On Monday 27 December 2010 18:14:25 Tom H wrote:
On Mon, Dec 27, 2010 at 12:41 PM, Joe Zeff <joe(a)zeff.us>
wrote:
> On 12/27/2010 09:15 AM, Patrick O'Callaghan wrote:
>> Actually IIRC you have that the wrong way round. NAT was invented to
>> deal with address space exhaustion, and had the side-effect of hiding
>> machines behind the router.
>
> Before somebody steps in again to point out that NAT isn't a firewall,
> I'd like to give my perspective on it. If your router uses NAT and only
> forwards those ports you've told it to (and then, each port only goes to
> one machine) port scanners can't find your machines because nothing
> responds to their attempts to connect.
Oh, but the scanner *will* get a response, that's the whole point of port-
forwarding.
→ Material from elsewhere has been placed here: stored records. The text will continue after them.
use std::time::Duration;

use framebus_frame::DEFAULT_MAX_PAYLOAD;
use framebus_transport::{Endpoint, DEFAULT_PUBLISH_ENDPOINT, DEFAULT_REPLY_ENDPOINT};

use crate::handshake::HandshakeConfig;

/// Default client receive timeout for one request.
pub const DEFAULT_REQUEST_TIMEOUT: Duration = Duration::from_secs(1);
/// Default notification listener poll interval.
pub const DEFAULT_POLL_INTERVAL: Duration = Duration::from_millis(100);
/// Default grace period before background work is cancelled forcibly.
pub const DEFAULT_SHUTDOWN_GRACE: Duration = Duration::from_secs(1);
/// Default pause after a failed request handler.
pub const DEFAULT_ERROR_BACKOFF: Duration = Duration::from_millis(100);
/// Default per-subscriber notification queue depth.
pub const DEFAULT_SUBSCRIBER_QUEUE: usize = 1024;

/// Server-side endpoint configuration.
#[derive(Debug, Clone)]
pub struct ServerConfig {
    /// Endpoint the reply socket binds.
    pub reply: Endpoint,
    /// Endpoint the publish socket binds.
    pub publish: Endpoint,
    /// Notifications buffered per subscriber before new ones are dropped.
    pub subscriber_queue: usize,
    /// Pause after a handler failure, taken while holding the reply lock.
    pub error_backoff: Duration,
    /// How long `disconnect` waits before aborting background tasks.
    pub shutdown_grace: Duration,
    /// Largest accepted message payload in bytes.
    pub max_payload: usize,
    pub handshake: HandshakeConfig,
}

impl ServerConfig {
    /// Configuration for the given endpoints with default tuning.
    pub fn new(reply: Endpoint, publish: Endpoint) -> Self {
        Self {
            reply,
            publish,
            subscriber_queue: DEFAULT_SUBSCRIBER_QUEUE,
            error_backoff: DEFAULT_ERROR_BACKOFF,
            shutdown_grace: DEFAULT_SHUTDOWN_GRACE,
            max_payload: DEFAULT_MAX_PAYLOAD,
            handshake: HandshakeConfig::default(),
        }
    }
}

impl Default for ServerConfig {
    fn default() -> Self {
        Self::new(
            Endpoint::tcp(DEFAULT_REPLY_ENDPOINT.trim_start_matches("tcp://")),
            Endpoint::tcp(DEFAULT_PUBLISH_ENDPOINT.trim_start_matches("tcp://")),
        )
    }
}

/// Client-side endpoint configuration.
#[derive(Debug, Clone)]
pub struct ClientConfig {
    /// Server reply endpoint the request socket connects to.
    pub reply: Endpoint,
    /// Server publish endpoint the subscription socket connects to.
    pub publish: Endpoint,
    /// Receive deadline for one request.
    pub timeout: Duration,
    /// Listener poll deadline; shutdown is noticed within one interval.
    pub poll_interval: Duration,
    /// How long stopping the listener waits before forcing it.
    pub shutdown_grace: Duration,
    pub handshake: HandshakeConfig,
}

impl ClientConfig {
    /// Configuration for the given endpoints with default tuning.
    pub fn new(reply: Endpoint, publish: Endpoint) -> Self {
        Self {
            reply,
            publish,
            timeout: DEFAULT_REQUEST_TIMEOUT,
            poll_interval: DEFAULT_POLL_INTERVAL,
            shutdown_grace: DEFAULT_SHUTDOWN_GRACE,
            handshake: HandshakeConfig::default(),
        }
    }

    /// Override the request timeout.
    pub fn with_timeout(mut self, timeout: Duration) -> Self {
        self.timeout = timeout;
        self
    }
}

impl Default for ClientConfig {
    fn default() -> Self {
        let server = ServerConfig::default();
        Self::new(server.reply, server.publish)
    }
}
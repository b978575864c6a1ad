/// Loading limits and validation policy for a [`crate::SchemaRegistry`].
#[derive(Debug, Clone, Copy, PartialEq, Eq)]
pub struct RegistryConfig {
    /// Close object schemas that leave `additionalProperties` unset.
    pub strict_mode: bool,
    /// Reject requests with no `type`, or a `type` nobody registered.
    /// Off by default: such requests pass through unchecked.
    pub fail_on_missing_schema: bool,
    pub max_schemas_from_directory: usize,
    /// Per file, in bytes.
    pub max_schema_file_size: usize,
}

impl Default for RegistryConfig {
    fn default() -> Self {
        Self {
            strict_mode: false,
            fail_on_missing_schema: false,
            max_schemas_from_directory: 256,
            max_schema_file_size: 256 * 1024,
        }
    }
}
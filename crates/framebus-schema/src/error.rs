#[derive(Debug, thiserror::Error)]
pub enum SchemaError {
    /// Reading a schema file or directory failed, or a file was refused.
    #[error("schema load: {0}")]
    LoadFailed(String),

    #[error("schema compile: {0}")]
    CompileFailed(String),

    /// Displayed as `<TYPE>: <reasons>`; this text goes back to the client.
    #[error("{message_type}: {message}")]
    ValidationFailed {
        message_type: String,
        message: String,
    },

    #[error("not JSON: {0}")]
    InvalidJson(#[from] serde_json::Error),

    #[error("request has no string 'type'")]
    MissingType,

    #[error("no schema for type '{0}'")]
    NoSchema(String),
}

pub type Result<T> = std::result::Result<T, SchemaError>;
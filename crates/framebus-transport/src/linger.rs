use std::os::fd::RawFd;

use crate::error::{Result, TransportError};

/// Set `SO_LINGER` to `{on, 0}` so `close` drops queued data immediately.
pub(crate) fn set_zero_linger(fd: RawFd) -> Result<()> {
    let linger = libc::linger {
        l_onoff: 1,
        l_linger: 0,
    };

    // SAFETY: `linger` is a valid, initialized `libc::linger` that outlives the call,
    // and `fd` is an open socket descriptor owned by the caller.
    let rc = unsafe {
        libc::setsockopt(
            fd,
            libc::SOL_SOCKET,
            libc::SO_LINGER,
            (&linger as *const libc::linger).cast::<libc::c_void>(),
            std::mem::size_of::<libc::linger>() as libc::socklen_t,
        )
    };

    if rc == 0 {
        Ok(())
    } else {
        Err(TransportError::Io(std::io::Error::last_os_error()))
    }
}
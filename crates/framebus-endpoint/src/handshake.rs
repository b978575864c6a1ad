use std::fmt;
use std::io::{Read, Write};
use std::time::{Duration, Instant};

use framebus_frame::{FrameError, FrameReader, FrameWriter, GREETING};
use serde::{Deserialize, Serialize};

use crate::error::{EndpointError, Result};

const MAX_PROTOCOL_LEN: usize = 32;
const MAX_VERSION_LEN: usize = 16;

/// Protocol name carried in every greeting.
pub const PROTOCOL_NAME: &str = "framebus";
/// Local protocol version.
pub const PROTOCOL_VERSION: &str = "1.0";

/// Socket pattern announced in a greeting.
#[derive(Debug, Clone, Copy, PartialEq, Eq, Serialize, Deserialize)]
#[serde(rename_all = "UPPERCASE")]
pub enum Pattern {
    /// Request side of a request/reply pair.
    Req,
    /// Reply side of a request/reply pair.
    Rep,
    /// Publishing side of a publish/subscribe pair.
    Pub,
    /// Subscribing side of a publish/subscribe pair.
    Sub,
}

impl Pattern {
    /// The only pattern this one may talk to.
    pub fn counterpart(self) -> Pattern {
        match self {
            Pattern::Req => Pattern::Rep,
            Pattern::Rep => Pattern::Req,
            Pattern::Pub => Pattern::Sub,
            Pattern::Sub => Pattern::Pub,
        }
    }

    pub fn as_str(self) -> &'static str {
        match self {
            Pattern::Req => "REQ",
            Pattern::Rep => "REP",
            Pattern::Pub => "PUB",
            Pattern::Sub => "SUB",
        }
    }
}

impl fmt::Display for Pattern {
    fn fmt(&self, f: &mut fmt::Formatter<'_>) -> fmt::Result {
        f.write_str(self.as_str())
    }
}

/// Greeting exchanged as the first frame in each direction.
#[derive(Debug, Clone, Serialize, Deserialize, PartialEq, Eq)]
pub struct Greeting {
    pub protocol: String,
    pub version: String,
    pub pattern: Pattern,
}

impl Greeting {
    fn local(pattern: Pattern, config: &HandshakeConfig) -> Self {
        Self {
            protocol: config.protocol_name.clone(),
            version: config.protocol_version.clone(),
            pattern,
        }
    }
}

/// Configuration for the greeting exchange.
#[derive(Debug, Clone)]
pub struct HandshakeConfig {
    /// Upper bound for the whole exchange.
    pub timeout: Duration,
    /// Expected protocol name.
    pub protocol_name: String,
    /// Local protocol version (`<major>.<minor>`).
    pub protocol_version: String,
    /// Maximum greeting payload size in bytes.
    pub max_handshake_payload: usize,
}

impl Default for HandshakeConfig {
    fn default() -> Self {
        Self {
            timeout: Duration::from_secs(5),
            protocol_name: PROTOCOL_NAME.to_string(),
            protocol_version: PROTOCOL_VERSION.to_string(),
            max_handshake_payload: 16 * 1024,
        }
    }
}

/// Connecting side: send our greeting, then validate the peer's.
pub fn handshake_connect<R: Read, W: Write>(
    reader: &mut FrameReader<R>,
    writer: &mut FrameWriter<W>,
    local: Pattern,
    config: &HandshakeConfig,
) -> Result<Greeting> {
    validate_config(config)?;
    send_greeting(writer, &Greeting::local(local, config))?;

    let deadline = Instant::now() + config.timeout;
    let payload = recv_greeting_payload(reader, deadline, config)?;
    let remote = parse_greeting(&payload)?;
    check_remote(&remote, local, config)?;
    Ok(remote)
}

/// Accepting side: validate the peer's greeting, then answer with ours.
///
/// Servers accept through `nonblocking::handshake_accept`; this blocking
/// form backs the in-crate socket tests.
#[cfg(test)]
pub(crate) fn handshake_accept<R: Read, W: Write>(
    reader: &mut FrameReader<R>,
    writer: &mut FrameWriter<W>,
    local: Pattern,
    config: &HandshakeConfig,
) -> Result<Greeting> {
    validate_config(config)?;

    let deadline = Instant::now() + config.timeout;
    let payload = recv_greeting_payload(reader, deadline, config)?;
    let remote = parse_greeting(&payload)?;
    check_remote(&remote, local, config)?;

    send_greeting(writer, &Greeting::local(local, config))?;
    Ok(remote)
}

fn send_greeting<W: Write>(writer: &mut FrameWriter<W>, greeting: &Greeting) -> Result<()> {
    let payload = serde_json::to_vec(greeting)?;
    writer.send(GREETING, &payload)?;
    Ok(())
}

fn recv_greeting_payload<R: Read>(
    reader: &mut FrameReader<R>,
    deadline: Instant,
    config: &HandshakeConfig,
) -> Result<Vec<u8>> {
    loop {
        if Instant::now() >= deadline {
            return Err(EndpointError::Timeout(config.timeout));
        }

        match reader.read_frame() {
            Ok(frame) => {
                check_greeting_frame(frame.kind, frame.payload.len(), config)?;
                return Ok(frame.payload.to_vec());
            }
            Err(FrameError::Timeout) => continue,
            Err(FrameError::ConnectionClosed) => return Err(EndpointError::Disconnected),
            Err(err) => return Err(EndpointError::Frame(err)),
        }
    }
}

fn check_greeting_frame(kind: u16, size: usize, config: &HandshakeConfig) -> Result<()> {
    if kind != GREETING {
        return Err(EndpointError::HandshakeFailed(format!(
            "expected GREETING frame {GREETING}, got kind {kind}"
        )));
    }
    if size > config.max_handshake_payload {
        return Err(EndpointError::HandshakeFailed(format!(
            "greeting payload too large: {} (max {})",
            size, config.max_handshake_payload
        )));
    }
    Ok(())
}

fn parse_greeting(payload: &[u8]) -> Result<Greeting> {
    serde_json::from_slice(payload)
        .map_err(|err| EndpointError::HandshakeFailed(format!("malformed greeting: {err}")))
}

fn check_remote(remote: &Greeting, local: Pattern, config: &HandshakeConfig) -> Result<()> {
    check_protocol_name(&remote.protocol)?;
    if remote.protocol != config.protocol_name {
        return Err(rejected(format!(
            "peer speaks '{}', not '{}'",
            remote.protocol, config.protocol_name
        )));
    }

    let ours = Version::parse(&config.protocol_version)?;
    let theirs = Version::parse(&remote.version)?;
    if !ours.compatible_with(theirs) {
        return Err(rejected(format!(
            "peer version {theirs} is incompatible with {ours}"
        )));
    }

    let expected = local.counterpart();
    if remote.pattern != expected {
        return Err(rejected(format!(
            "{local} socket needs a {expected} peer, got {}",
            remote.pattern
        )));
    }
    Ok(())
}

fn validate_config(config: &HandshakeConfig) -> Result<()> {
    check_protocol_name(&config.protocol_name)?;
    Version::parse(&config.protocol_version).map(|_| ())
}

fn check_protocol_name(protocol: &str) -> Result<()> {
    if (1..=MAX_PROTOCOL_LEN).contains(&protocol.len()) {
        Ok(())
    } else {
        Err(rejected(format!(
            "protocol name of {} bytes",
            protocol.len()
        )))
    }
}

fn rejected(reason: String) -> EndpointError {
    EndpointError::HandshakeFailed(reason)
}

/// `<major>.<minor>`; peers agree when the majors match.
#[derive(Debug, Clone, Copy, PartialEq, Eq)]
struct Version {
    major: u16,
    minor: u16,
}

impl Version {
    fn parse(text: &str) -> Result<Self> {
        let malformed = || rejected(format!("malformed version '{text}'"));
        if text.len() > MAX_VERSION_LEN {
            return Err(malformed());
        }
        let (major, minor) = text.split_once('.').ok_or_else(malformed)?;
        Ok(Self {
            major: major.parse().map_err(|_| malformed())?,
            minor: minor.parse().map_err(|_| malformed())?,
        })
    }

    fn compatible_with(self, other: Version) -> bool {
        self.major == other.major
    }
}

impl fmt::Display for Version {
    fn fmt(&self, f: &mut fmt::Formatter<'_>) -> fmt::Result {
        write!(f, "{}.{}", self.major, self.minor)
    }
}

/// Greeting exchange over a tokio `Framed` stream.
#[cfg(feature = "async")]
pub mod nonblocking {
    use framebus_frame::{Frame, FrameCodec, FrameError};
    use futures_util::{SinkExt, StreamExt};
    use tokio::io::{AsyncRead, AsyncWrite};
    use tokio_util::codec::Framed;

    use super::*;

    /// Connecting side over a framed async stream.
    pub async fn handshake_connect<T>(
        framed: &mut Framed<T, FrameCodec>,
        local: Pattern,
        config: &HandshakeConfig,
    ) -> Result<Greeting>
    where
        T: AsyncRead + AsyncWrite + Unpin,
    {
        validate_config(config)?;
        framed.send(greeting_frame(local, config)?).await?;
        read_greeting(framed, local, config).await
    }

    /// Accepting side over a framed async stream.
    pub async fn handshake_accept<T>(
        framed: &mut Framed<T, FrameCodec>,
        local: Pattern,
        config: &HandshakeConfig,
    ) -> Result<Greeting>
    where
        T: AsyncRead + AsyncWrite + Unpin,
    {
        let remote = read_greeting(framed, local, config).await?;
        framed.send(greeting_frame(local, config)?).await?;
        Ok(remote)
    }

    /// Serialized greeting frame announcing `pattern`.
    pub fn greeting_frame(pattern: Pattern, config: &HandshakeConfig) -> Result<Frame> {
        let payload = serde_json::to_vec(&Greeting::local(pattern, config))?;
        Ok(Frame::greeting(payload))
    }

    /// Read and validate the peer's greeting without answering it.
    pub async fn read_greeting<T>(
        framed: &mut Framed<T, FrameCodec>,
        local: Pattern,
        config: &HandshakeConfig,
    ) -> Result<Greeting>
    where
        T: AsyncRead + AsyncWrite + Unpin,
    {
        validate_config(config)?;

        // Greetings arrive before the peer is known; hold them to the tighter budget.
        let runtime_limit = framed.codec().max_payload_size();
        framed
            .codec_mut()
            .set_max_payload_size(config.max_handshake_payload);
        let received = tokio::time::timeout(config.timeout, framed.next()).await;
        framed.codec_mut().set_max_payload_size(runtime_limit);

        let remote = match received {
            Err(_) => return Err(EndpointError::Timeout(config.timeout)),
            Ok(Some(Ok(frame))) => {
                check_greeting_frame(frame.kind, frame.payload.len(), config)?;
                parse_greeting(&frame.payload)?
            }
            Ok(Some(Err(FrameError::PayloadTooLarge { size, max }))) => {
                return Err(EndpointError::HandshakeFailed(format!(
                    "greeting payload too large: {size} (max {max})"
                )))
            }
            Ok(Some(Err(FrameError::ConnectionClosed))) | Ok(None) => {
                return Err(EndpointError::Disconnected)
            }
            Ok(Some(Err(err))) => return Err(EndpointError::Frame(err)),
        };
        check_remote(&remote, local, config)?;
        Ok(remote)
    }
}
A scanner sends out a bait, NAT forwards it to appropriate server,
the server responds, NAT forwards the response back to the scanner.
This way the scanner can find out about all your open ports on all servers
behind your NAT, by scanning only one machine (the one facing the internet).
This is actually an added benefit for the scanner, courtesy of NAT. :-)
> And, of course, even if you have
> malware trying to act as some sort of server it won't do any good unless
> your machine initiates the connection.
If malware has infected one of your machines, it typically *will* initiate the
connection (calling-home), and the NAT will do nothing to prevent
communication in that case.
> No, this isn't a firewall, but
> it's better than having your box sitting on the net completely exposed.
If you have a firewall (and you need one both with and without NAT), the
machine is never completely exposed. NAT doesn't add any security beyond the
firewall.
> Consider NAT as one layer of protection in a properly designed
and
> implemented defense in depth.
As I heard somewhere, NAT is usually compared to Japanese paperwall, defense-
wise. IOW, zero protection.
NAT doesn't have anything to do with security.
In your example above, what's the difference between scanning your NAT
box for open ports and having them forwarded by the NAT box to a box
on your internal network or scanning a publicly accessible box on your
internal network directly?
The firewall's the only defense in both cases.
Well, there is a slight difference, which makes NAT even *less* secure than the
non-NAT solution. :-)
Namely, in the case of having several servers with public IP's behind a
firewall (ie. no NAT), the attacker needs to know the IP of each particular
machine he wants to attack.
However, in the case of having several servers with local IP's behind a NAT
and a firewall (with appropriate port-forwarding to each server), the attacker
needs to know *only* your single public IP, and he can successfully attack all
of the servers behind a NAT through that one.
So, the attacker has a (slightly) easier job if you do have NAT than if you
don't. Other than that, there is absolutely no difference, and the firewall is
the only true line of defense, as you remarked.